What employees think of their jobs and the company they work for can make or break an organization. That’s not news to you, but how you gain those insights might seem less straightforward. You can’t just walk up to employees and ask if they like their manager, can you? A well-written employee opinion survey lets you ask all the questions you need to help your team succeed. Here are some sample employee surveys that you can use for reference.
Thoughtful feedback allows you to optimize every area of employee life. As you plan your next employee survey, consider the best questions for creating a results-driven action plan. We’ll cover the top 20 questions to ask your employees across these categories:
- Employee satisfaction survey questions
- Employee engagement survey questions
- Employee training survey questions
- Employee evaluation survey questions
- Company culture survey questions
A recent survey says that a staggering 96% of employees want to receive feedback regularly.
Using QuestionPro Workforce platform you can create all the above types of employee surveys and more.
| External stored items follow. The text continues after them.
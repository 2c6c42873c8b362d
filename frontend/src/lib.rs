pub mod api;
pub mod config;
pub mod state;
pub mod utils;

pub use api::{ApiClient, ApiError, ConfigurationLoader, IdentityApi};
pub use config::ClientConfig;
pub use state::{SessionDeps, SessionError, SessionManager, SessionState, SessionStatus};
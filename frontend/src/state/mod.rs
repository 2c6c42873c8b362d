pub mod dependents;
pub mod session;

pub use dependents::{DependentStateReset, NoopDependents};
pub use session::{SessionDeps, SessionError, SessionManager, SessionState, SessionStatus};
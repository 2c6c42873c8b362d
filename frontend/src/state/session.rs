//! Authentication session: the bearer/refresh token pair plus the identity
//! snapshot of the signed-in user.
//!
//! One [`SessionManager`] is built at startup and shared behind an `Arc`.
//! All collaborators come in through [`SessionDeps`]. State sits behind a
//! short-lived `RwLock` that is never held across an await point.

use log::{debug, info, warn};
use serde::Serialize;
use std::{
    collections::BTreeSet,
    sync::{Arc, PoisonError, RwLock, RwLockReadGuard, RwLockWriteGuard},
};
use thiserror::Error;
use tokio::sync::Mutex;

use crate::{
    api::{
        ApiError, ApplicationConfiguration, ConfigurationLoader, CurrentUser, IdentityApi, TokenPair, TokenResponse,
        UserLoginData, UserLoginPhoneData,
    },
    state::dependents::DependentStateReset,
    utils::storage::{KeyValueStore, REFRESH_TOKEN_KEY, TOKEN_KEY},
};

pub const LOGOUT_WITHOUT_TOKEN: &str = "LogOut: token is undefined!";
pub const REFRESH_SUPERSEDED: &str = "RefreshSession: session changed while refreshing";
pub const HYDRATION_SUPERSEDED: &str = "PostLogin: session changed while loading configuration";

#[derive(Debug, Error)]
pub enum SessionError {
    /// Credential or transport failure from the identity host, unchanged.
    #[error(transparent)]
    Auth(#[from] ApiError),
    /// Operation not valid for the current session state.
    #[error("{0}")]
    State(&'static str),
}

#[derive(Debug, Clone, Default, PartialEq, Eq, Serialize)]
pub struct SessionState {
    pub access_token: String,
    pub refresh_token: String,
    pub user_id: Option<String>,
    pub display_name: Option<String>,
    pub surname: Option<String>,
    pub username: Option<String>,
    pub phone_number: Option<String>,
    pub email: Option<String>,
    pub roles: BTreeSet<String>,
}

impl SessionState {
    pub fn is_authenticated(&self) -> bool {
        !self.access_token.is_empty()
    }

    fn set_identity(&mut self, user: &CurrentUser) {
        self.user_id = user.id.clone();
        self.display_name = user.name.clone();
        self.surname = user.sur_name.clone();
        self.username = user.user_name.clone();
        self.phone_number = user.phone_number.clone();
        self.email = user.email.clone();
        self.roles = user.roles.iter().cloned().collect();
    }
}

#[derive(Debug, Clone, Copy, PartialEq, Eq)]
pub enum SessionStatus {
    Anonymous,
    Authenticated,
    Refreshing,
}

pub struct SessionDeps {
    pub identity: Arc<dyn IdentityApi>,
    pub configuration: Arc<dyn ConfigurationLoader>,
    pub store: Arc<dyn KeyValueStore>,
    pub dependents: Arc<dyn DependentStateReset>,
}

#[derive(Default)]
struct Inner {
    state: SessionState,
    // Last configuration loaded for this session; dropped on logout.
    configuration: Option<ApplicationConfiguration>,
    // Bumped by every login/logout/reset; a refresh or hydration that started
    // under an older epoch must not write its result.
    epoch: u64,
    refreshing: bool,
}

fn read_inner(lock: &RwLock<Inner>) -> RwLockReadGuard<'_, Inner> {
    lock.read().unwrap_or_else(PoisonError::into_inner)
}

fn write_inner(lock: &RwLock<Inner>) -> RwLockWriteGuard<'_, Inner> {
    lock.write().unwrap_or_else(PoisonError::into_inner)
}

/// Marks a refresh exchange as in flight until dropped, including when the
/// refresh future itself is dropped mid-exchange.
struct RefreshInFlight<'a> {
    inner: &'a RwLock<Inner>,
}

impl<'a> RefreshInFlight<'a> {
    fn start(inner: &'a RwLock<Inner>) -> Self {
        write_inner(inner).refreshing = true;
        Self { inner }
    }
}

impl Drop for RefreshInFlight<'_> {
    fn drop(&mut self) {
        write_inner(self.inner).refreshing = false;
    }
}

pub struct SessionManager {
    identity: Arc<dyn IdentityApi>,
    configuration: Arc<dyn ConfigurationLoader>,
    store: Arc<dyn KeyValueStore>,
    dependents: Arc<dyn DependentStateReset>,
    inner: RwLock<Inner>,
    refresh_gate: Mutex<()>,
}

impl SessionManager {
    /// Builds the manager and seeds the token pair from the persisted copies.
    pub fn new(deps: SessionDeps) -> Self {
        let state = SessionState {
            access_token: deps.store.get(TOKEN_KEY).unwrap_or_default(),
            refresh_token: deps.store.get(REFRESH_TOKEN_KEY).unwrap_or_default(),
            ..SessionState::default()
        };
        if state.is_authenticated() {
            debug!("restored persisted session token");
        }

        Self {
            identity: deps.identity,
            configuration: deps.configuration,
            store: deps.store,
            dependents: deps.dependents,
            inner: RwLock::new(Inner {
                state,
                ..Inner::default()
            }),
            refresh_gate: Mutex::new(()),
        }
    }

    pub fn access_token(&self) -> String {
        read_inner(&self.inner).state.access_token.clone()
    }

    pub fn refresh_token(&self) -> String {
        read_inner(&self.inner).state.refresh_token.clone()
    }

    pub fn snapshot(&self) -> SessionState {
        read_inner(&self.inner).state.clone()
    }

    pub fn is_authenticated(&self) -> bool {
        read_inner(&self.inner).state.is_authenticated()
    }

    pub fn status(&self) -> SessionStatus {
        let inner = read_inner(&self.inner);
        if !inner.state.is_authenticated() {
            SessionStatus::Anonymous
        } else if inner.refreshing {
            SessionStatus::Refreshing
        } else {
            SessionStatus::Authenticated
        }
    }

    pub async fn login(&self, username: &str, password: &str) -> Result<TokenPair, SessionError> {
        let data = UserLoginData {
            user_name: username.to_string(),
            password: password.to_string(),
        };
        debug!("password login for {}", username);
        let response = self.identity.login(&data).await?;
        let pair = self.commit_login(&response);
        info!("user {} logged in", username);
        self.post_login_hydration().await?;
        Ok(pair)
    }

    pub async fn phone_login(
        &self,
        phone_number: &str,
        verify_code: &str,
    ) -> Result<TokenPair, SessionError> {
        let data = UserLoginPhoneData {
            phone_number: phone_number.to_string(),
            verify_code: verify_code.to_string(),
        };
        debug!("phone login for {}", phone_number);
        let response = self.identity.login_with_phone(&data).await?;
        let pair = self.commit_login(&response);
        info!("phone {} logged in", phone_number);
        self.post_login_hydration().await?;
        Ok(pair)
    }

    /// Copies `current_user` of a freshly loaded configuration into the session.
    ///
    /// The result is dropped with a `State` error if a login, logout or token
    /// reset happened while the configuration was loading.
    pub async fn post_login_hydration(&self) -> Result<(), SessionError> {
        let epoch = read_inner(&self.inner).epoch;
        let configuration = self.configuration.load().await?;

        let mut inner = write_inner(&self.inner);
        if inner.epoch != epoch {
            warn!("discarding loaded configuration, session changed while loading");
            return Err(SessionError::State(HYDRATION_SUPERSEDED));
        }
        inner.state.set_identity(&configuration.current_user);
        inner.configuration = Some(configuration);
        Ok(())
    }

    /// Re-projects the identity snapshot from the last loaded configuration
    /// without fetching it again. With nothing loaded the snapshot is emptied.
    pub fn refresh_current_user(&self) {
        let mut inner = write_inner(&self.inner);
        let user = inner
            .configuration
            .as_ref()
            .map(|configuration| configuration.current_user.clone())
            .unwrap_or_default();
        inner.state.set_identity(&user);
    }

    pub fn configuration(&self) -> Option<ApplicationConfiguration> {
        read_inner(&self.inner).configuration.clone()
    }

    pub async fn logout(&self) -> Result<(), SessionError> {
        let refresh_token = {
            let inner = read_inner(&self.inner);
            if !inner.state.is_authenticated() {
                return Err(SessionError::State(LOGOUT_WITHOUT_TOKEN));
            }
            inner.state.refresh_token.clone()
        };

        if !refresh_token.is_empty() {
            if let Err(e) = self.identity.logout(&refresh_token).await {
                warn!("logout notification failed, clearing local session anyway: {}", e);
            }
        }

        {
            let mut inner = write_inner(&self.inner);
            inner.epoch += 1;
            inner.state = SessionState::default();
            inner.configuration = None;
        }
        self.forget(TOKEN_KEY);
        self.forget(REFRESH_TOKEN_KEY);

        self.dependents.reset_views();
        self.dependents.reset_permissions();
        self.dependents.reset_routes();
        info!("session terminated");
        Ok(())
    }

    /// Drops only the bearer string; the refresh token and identity stay.
    pub fn reset_token(&self) {
        {
            let mut inner = write_inner(&self.inner);
            inner.epoch += 1;
            inner.state.access_token.clear();
        }
        self.forget(TOKEN_KEY);
        debug!("bearer token reset");
    }

    /// Exchanges the refresh token for a new pair and returns the new bearer
    /// string, or `""` when there is nothing to refresh.
    ///
    /// Concurrent calls are serialised; a caller that waited behind a
    /// successful refresh gets that result without a second exchange.
    pub async fn refresh_session(&self) -> Result<String, SessionError> {
        let observed = self.access_token();
        let _gate = self.refresh_gate.lock().await;

        let (access_token, refresh_token, epoch) = {
            let inner = read_inner(&self.inner);
            (
                inner.state.access_token.clone(),
                inner.state.refresh_token.clone(),
                inner.epoch,
            )
        };
        if refresh_token.is_empty() {
            debug!("no refresh token, nothing to refresh");
            return Ok(String::new());
        }
        if access_token != observed && !access_token.is_empty() {
            debug!("session was refreshed while waiting, reusing new token");
            return Ok(access_token);
        }

        let in_flight = RefreshInFlight::start(&self.inner);
        let result = self
            .identity
            .refresh_token(&access_token, &refresh_token)
            .await;
        drop(in_flight);

        let response = result.map_err(|e| {
            warn!("session refresh failed: {}", e);
            e
        })?;
        let pair = TokenPair::from(&response);
        {
            let mut inner = write_inner(&self.inner);
            if inner.epoch != epoch {
                warn!("discarding refresh result, session changed while refreshing");
                return Err(SessionError::State(REFRESH_SUPERSEDED));
            }
            inner.state.access_token = pair.access_token.clone();
            inner.state.refresh_token = pair.refresh_token.clone();
        }
        self.persist_tokens(&pair);
        info!("session refreshed");
        Ok(pair.access_token)
    }

    fn commit_login(&self, response: &TokenResponse) -> TokenPair {
        let pair = TokenPair::from(response);
        {
            let mut inner = write_inner(&self.inner);
            inner.epoch += 1;
            inner.state.access_token = pair.access_token.clone();
            inner.state.refresh_token = pair.refresh_token.clone();
        }
        self.persist_tokens(&pair);
        pair
    }

    // Persisted copies are a cache; failures are logged, not surfaced.
    fn persist_tokens(&self, pair: &TokenPair) {
        for (key, value) in [
            (TOKEN_KEY, &pair.access_token),
            (REFRESH_TOKEN_KEY, &pair.refresh_token),
        ] {
            if let Err(e) = self.store.set(key, value) {
                warn!("failed to persist {}: {}", key, e);
            }
        }
    }

    fn forget(&self, key: &str) {
        if let Err(e) = self.store.remove(key) {
            warn!("failed to remove persisted {}: {}", key, e);
        }
    }
}
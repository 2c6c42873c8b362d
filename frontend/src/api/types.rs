use serde::{Deserialize, Serialize};
use serde_json::Value;
use std::collections::HashMap;
use thiserror::Error;

#[derive(Debug, Clone, PartialEq, Eq)]
pub struct UserLoginData {
    pub user_name: String,
    pub password: String,
}

#[derive(Debug, Clone, PartialEq, Eq)]
pub struct UserLoginPhoneData {
    pub phone_number: String,
    pub verify_code: String,
}

/// Token endpoint response shared by every grant the admin client uses.
#[derive(Debug, Clone, PartialEq, Eq, Serialize, Deserialize)]
pub struct TokenResponse {
    pub access_token: String,
    #[serde(default)]
    pub refresh_token: String,
    pub token_type: String,
    #[serde(default)]
    pub expires_in: Option<u64>,
}

impl TokenResponse {
    /// `"<token_type> <access_token>"`, the value sent as `Authorization`.
    pub fn bearer(&self) -> String {
        format!("{} {}", self.token_type, self.access_token)
    }
}

#[derive(Debug, Clone, Default, PartialEq, Eq, Serialize, Deserialize)]
pub struct TokenPair {
    pub access_token: String,
    pub refresh_token: String,
}

impl From<&TokenResponse> for TokenPair {
    fn from(response: &TokenResponse) -> Self {
        Self {
            access_token: response.bearer(),
            refresh_token: response.refresh_token.clone(),
        }
    }
}

#[derive(Debug, Clone, Default, PartialEq, Eq, Serialize, Deserialize)]
#[serde(rename_all = "camelCase", default)]
pub struct CurrentUser {
    pub is_authenticated: bool,
    pub id: Option<String>,
    pub tenant_id: Option<String>,
    pub user_name: Option<String>,
    pub name: Option<String>,
    pub sur_name: Option<String>,
    pub email: Option<String>,
    pub phone_number: Option<String>,
    pub roles: Vec<String>,
}

#[derive(Debug, Clone, Default, PartialEq, Eq, Serialize, Deserialize)]
#[serde(rename_all = "camelCase", default)]
pub struct CurrentTenant {
    pub id: Option<String>,
    pub name: Option<String>,
    pub is_available: bool,
}

#[derive(Debug, Clone, Default, PartialEq, Eq, Serialize, Deserialize)]
#[serde(rename_all = "camelCase", default)]
pub struct GrantedPolicies {
    pub granted_policies: HashMap<String, bool>,
}

#[derive(Debug, Clone, Default, PartialEq, Eq, Serialize, Deserialize)]
#[serde(default)]
pub struct SettingValues {
    pub values: HashMap<String, Option<String>>,
}

/// Snapshot returned by `/api/abp/application-configuration`.
#[derive(Debug, Clone, Default, PartialEq, Eq, Serialize, Deserialize)]
#[serde(rename_all = "camelCase", default)]
pub struct ApplicationConfiguration {
    pub current_user: CurrentUser,
    pub current_tenant: CurrentTenant,
    pub auth: GrantedPolicies,
    pub setting: SettingValues,
}

impl ApplicationConfiguration {
    pub fn is_granted(&self, policy: &str) -> bool {
        self.auth
            .granted_policies
            .get(policy)
            .copied()
            .unwrap_or(false)
    }
}

#[derive(Debug, Clone, Default, PartialEq, Serialize, Deserialize)]
#[serde(default)]
pub struct ListResultDto<T> {
    pub items: Vec<T>,
}

#[derive(Debug, Clone, Default, PartialEq, Serialize, Deserialize)]
#[serde(rename_all = "camelCase", default)]
pub struct Setting {
    pub name: String,
    pub value: Option<Value>,
    pub display_name: String,
    pub description: Option<String>,
    pub default_value: Option<String>,
}

impl Setting {
    /// Current value, falling back to the default when the value is falsy:
    /// unset, `null`, `false`, zero or an empty string.
    pub fn get_value(&self) -> Option<Value> {
        match &self.value {
            Some(value) if is_truthy(value) => Some(value.clone()),
            _ => self.default_value.clone().map(Value::String),
        }
    }
}

fn is_truthy(value: &Value) -> bool {
    match value {
        Value::Null => false,
        Value::Bool(b) => *b,
        Value::Number(n) => n.as_f64().map_or(true, |n| n != 0.0 && !n.is_nan()),
        Value::String(s) => !s.is_empty(),
        Value::Array(_) | Value::Object(_) => true,
    }
}

#[derive(Debug, Clone, PartialEq, Serialize, Deserialize)]
pub struct SettingUpdate {
    pub name: String,
    pub value: Value,
}

#[derive(Debug, Clone, Default, PartialEq, Serialize, Deserialize)]
pub struct SettingsUpdate {
    pub settings: Vec<SettingUpdate>,
}

impl SettingsUpdate {
    pub fn new() -> Self {
        Self::default()
    }

    pub fn push(&mut self, name: impl Into<String>, value: impl Into<Value>) -> &mut Self {
        self.settings.push(SettingUpdate {
            name: name.into(),
            value: value.into(),
        });
        self
    }
}

#[derive(Debug, Clone, PartialEq, Error, Serialize, Deserialize)]
#[error("{error}")]
pub struct ApiError {
    pub error: String,
    pub code: String,
    #[serde(skip_serializing_if = "Option::is_none")]
    pub details: Option<Value>,
}

impl ApiError {
    pub fn validation(msg: impl Into<String>) -> Self {
        Self {
            error: msg.into(),
            code: "VALIDATION_ERROR".to_string(),
            details: None,
        }
    }

    pub fn unknown(msg: impl Into<String>) -> Self {
        Self {
            error: msg.into(),
            code: "UNKNOWN".to_string(),
            details: None,
        }
    }

    pub fn request_failed(msg: impl Into<String>) -> Self {
        Self {
            error: msg.into(),
            code: "REQUEST_FAILED".to_string(),
            details: None,
        }
    }
}

/// Error payloads the identity host sends back: OAuth token errors from
/// `/connect/*` and the ABP remote-service envelope from `/api/*`.
#[derive(Debug, Deserialize)]
#[serde(untagged)]
pub(crate) enum RemoteErrorBody {
    Abp { error: AbpRemoteError },
    OAuth {
        error: String,
        #[serde(default)]
        error_description: Option<String>,
    },
}

#[derive(Debug, Deserialize)]
pub(crate) struct AbpRemoteError {
    #[serde(default)]
    code: Option<String>,
    #[serde(default)]
    message: Option<String>,
    #[serde(default)]
    details: Option<String>,
}

impl From<RemoteErrorBody> for ApiError {
    fn from(body: RemoteErrorBody) -> Self {
        match body {
            RemoteErrorBody::Abp { error } => ApiError {
                error: error
                    .message
                    .unwrap_or_else(|| "Remote service error".to_string()),
                code: error.code.unwrap_or_else(|| "REMOTE_ERROR".to_string()),
                details: error.details.map(Value::String),
            },
            RemoteErrorBody::OAuth {
                error,
                error_description,
            } => ApiError {
                error: error_description.unwrap_or_else(|| error.clone()),
                code: error,
                details: None,
            },
        }
    }
}
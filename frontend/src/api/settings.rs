use super::{
    client::ApiClient,
    types::{ApiError, ListResultDto, Setting, SettingsUpdate},
};

impl ApiClient {
    async fn fetch_settings(
        &self,
        path: &str,
        query: &[(&str, &str)],
    ) -> Result<ListResultDto<Setting>, ApiError> {
        let request = self
            .http_client()
            .get(self.api_url(path))
            .headers(self.get_auth_headers()?)
            .query(query);
        let response = self.send(request).await?;
        Self::parse_json(response).await
    }

    /// Settings of one provider, e.g. `("G", "")` for global or `("U", user_id)`.
    pub async fn get_settings(
        &self,
        provider_name: &str,
        provider_key: &str,
    ) -> Result<ListResultDto<Setting>, ApiError> {
        self.fetch_settings(
            "/api/settings",
            &[("providerName", provider_name), ("providerKey", provider_key)],
        )
        .await
    }

    pub async fn get_global_settings(&self) -> Result<ListResultDto<Setting>, ApiError> {
        self.fetch_settings("/api/settings/by-global", &[]).await
    }

    pub async fn get_current_tenant_settings(&self) -> Result<ListResultDto<Setting>, ApiError> {
        self.fetch_settings("/api/settings/by-current-tenant", &[])
            .await
    }

    pub async fn get_current_user_settings(&self) -> Result<ListResultDto<Setting>, ApiError> {
        self.fetch_settings("/api/settings/by-current-user", &[])
            .await
    }

    pub async fn get_user_settings(&self, user_id: &str) -> Result<ListResultDto<Setting>, ApiError> {
        self.fetch_settings("/api/settings/by-user", &[("userId", user_id)])
            .await
    }

    pub async fn set_settings(
        &self,
        provider_name: &str,
        provider_key: &str,
        payload: &SettingsUpdate,
    ) -> Result<(), ApiError> {
        if payload.settings.is_empty() {
            return Err(ApiError::validation("No settings to update"));
        }
        let request = self
            .http_client()
            .put(self.api_url("/api/settings"))
            .headers(self.get_auth_headers()?)
            .query(&[("providerName", provider_name), ("providerKey", provider_key)])
            .json(payload);
        self.send(request).await?;
        log::info!(
            "updated {} setting(s) for provider {}:{}",
            payload.settings.len(),
            provider_name,
            provider_key
        );
        Ok(())
    }
}
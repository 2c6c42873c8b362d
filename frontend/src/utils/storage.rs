//! Flat key-value persistence the session state caches into.
//!
//! In the browser build this was `localStorage`; on the host it is either a
//! process-local map or a JSON object on disk.

use std::{
    collections::BTreeMap,
    fs, io,
    path::PathBuf,
    sync::{Mutex, MutexGuard, PoisonError},
};
use thiserror::Error;

pub const TOKEN_KEY: &str = "vue_typescript_admin_token";
pub const REFRESH_TOKEN_KEY: &str = "vue_typescript_admin_refresh_token";

#[derive(Debug, Error)]
pub enum StorageError {
    #[error("storage io error: {0}")]
    Io(#[from] io::Error),
    #[error("storage file is not a JSON object: {0}")]
    Format(#[from] serde_json::Error),
}

/// Last-write-wins string store. Missing keys read as `None`.
#[cfg_attr(test, mockall::automock)]
pub trait KeyValueStore: Send + Sync {
    fn get(&self, key: &str) -> Option<String>;
    fn set(&self, key: &str, value: &str) -> Result<(), StorageError>;
    fn remove(&self, key: &str) -> Result<(), StorageError>;
}

fn lock(entries: &Mutex<BTreeMap<String, String>>) -> MutexGuard<'_, BTreeMap<String, String>> {
    entries.lock().unwrap_or_else(PoisonError::into_inner)
}

#[derive(Debug, Default)]
pub struct MemoryStore {
    entries: Mutex<BTreeMap<String, String>>,
}

impl MemoryStore {
    pub fn new() -> Self {
        Self::default()
    }

    pub fn with_entries<K, V>(entries: impl IntoIterator<Item = (K, V)>) -> Self
    where
        K: Into<String>,
        V: Into<String>,
    {
        Self {
            entries: Mutex::new(
                entries
                    .into_iter()
                    .map(|(k, v)| (k.into(), v.into()))
                    .collect(),
            ),
        }
    }
}

impl KeyValueStore for MemoryStore {
    fn get(&self, key: &str) -> Option<String> {
        lock(&self.entries).get(key).cloned()
    }

    fn set(&self, key: &str, value: &str) -> Result<(), StorageError> {
        lock(&self.entries).insert(key.to_string(), value.to_string());
        Ok(())
    }

    fn remove(&self, key: &str) -> Result<(), StorageError> {
        lock(&self.entries).remove(key);
        Ok(())
    }
}

/// JSON-object file store. Every write rewrites the whole file through a
/// sibling temp file and a rename.
#[derive(Debug)]
pub struct FileStore {
    path: PathBuf,
    entries: Mutex<BTreeMap<String, String>>,
}

impl FileStore {
    pub fn open(path: impl Into<PathBuf>) -> Result<Self, StorageError> {
        let path = path.into();
        let entries = match fs::read_to_string(&path) {
            Ok(raw) if raw.trim().is_empty() => BTreeMap::new(),
            Ok(raw) => serde_json::from_str(&raw)?,
            Err(e) if e.kind() == io::ErrorKind::NotFound => BTreeMap::new(),
            Err(e) => return Err(e.into()),
        };
        log::debug!("opened key-value store at {}", path.display());
        Ok(Self {
            path,
            entries: Mutex::new(entries),
        })
    }

    fn flush(&self, entries: &BTreeMap<String, String>) -> Result<(), StorageError> {
        if let Some(parent) = self.path.parent().filter(|p| !p.as_os_str().is_empty()) {
            fs::create_dir_all(parent)?;
        }
        let tmp = self.path.with_extension("json.tmp");
        fs::write(&tmp, serde_json::to_vec_pretty(entries)?)?;
        fs::rename(&tmp, &self.path)?;
        Ok(())
    }
}

impl KeyValueStore for FileStore {
    fn get(&self, key: &str) -> Option<String> {
        lock(&self.entries).get(key).cloned()
    }

    // The in-memory map only changes once the file write succeeded.
    fn set(&self, key: &str, value: &str) -> Result<(), StorageError> {
        let mut entries = lock(&self.entries);
        let mut next = entries.clone();
        next.insert(key.to_string(), value.to_string());
        self.flush(&next)?;
        *entries = next;
        Ok(())
    }

    fn remove(&self, key: &str) -> Result<(), StorageError> {
        let mut entries = lock(&self.entries);
        if !entries.contains_key(key) {
            return Ok(());
        }
        let mut next = entries.clone();
        next.remove(key);
        self.flush(&next)?;
        *entries = next;
        Ok(())
    }
}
20 Top employee survey questions you should be asking
Ready to craft a great survey for your team? We break down the top questions in each category and explain how they can start essential conversations across your company.
Employee satisfaction survey questions
When you think about employee surveys, questions related to job satisfaction are probably the first that come to mind. Measuring employee satisfaction starts with understanding how employees evaluate their workplace, job, compensation, and other day-to-day factors. While it is crucial to gauge what your employees think of their salary and benefits, be sure to dig deeper. Check out these examples:
- Are you satisfied with the opportunities to grow your career at this company, and is there a clear plan available for you to do so?
Identifying career development satisfaction should be a top priority in your employee survey. Millennial professionals — now in their mid-20s through the late 30s — make up the majority of today’s workforce. When asked what they want most from an employer, this generation consistently ranks career development opportunities among their top three workplace must-haves. Use answers to this question to optimize career mapping for higher retention.
- Does your manager communicate expectations and feedback clearly and professionally?
A communication breakdown at any level of your company creates unnecessary obstacles to productivity, camaraderie, and overall job satisfaction. When employees don’t feel like their manager relays realistic expectations or constructive feedback, they often report a sense of “flying blind.” They may even need to redo their work because their tasks were not clearly established. Use this feedback to make sure everyone is using similar language to set expectations and create processes for offering constructive feedback.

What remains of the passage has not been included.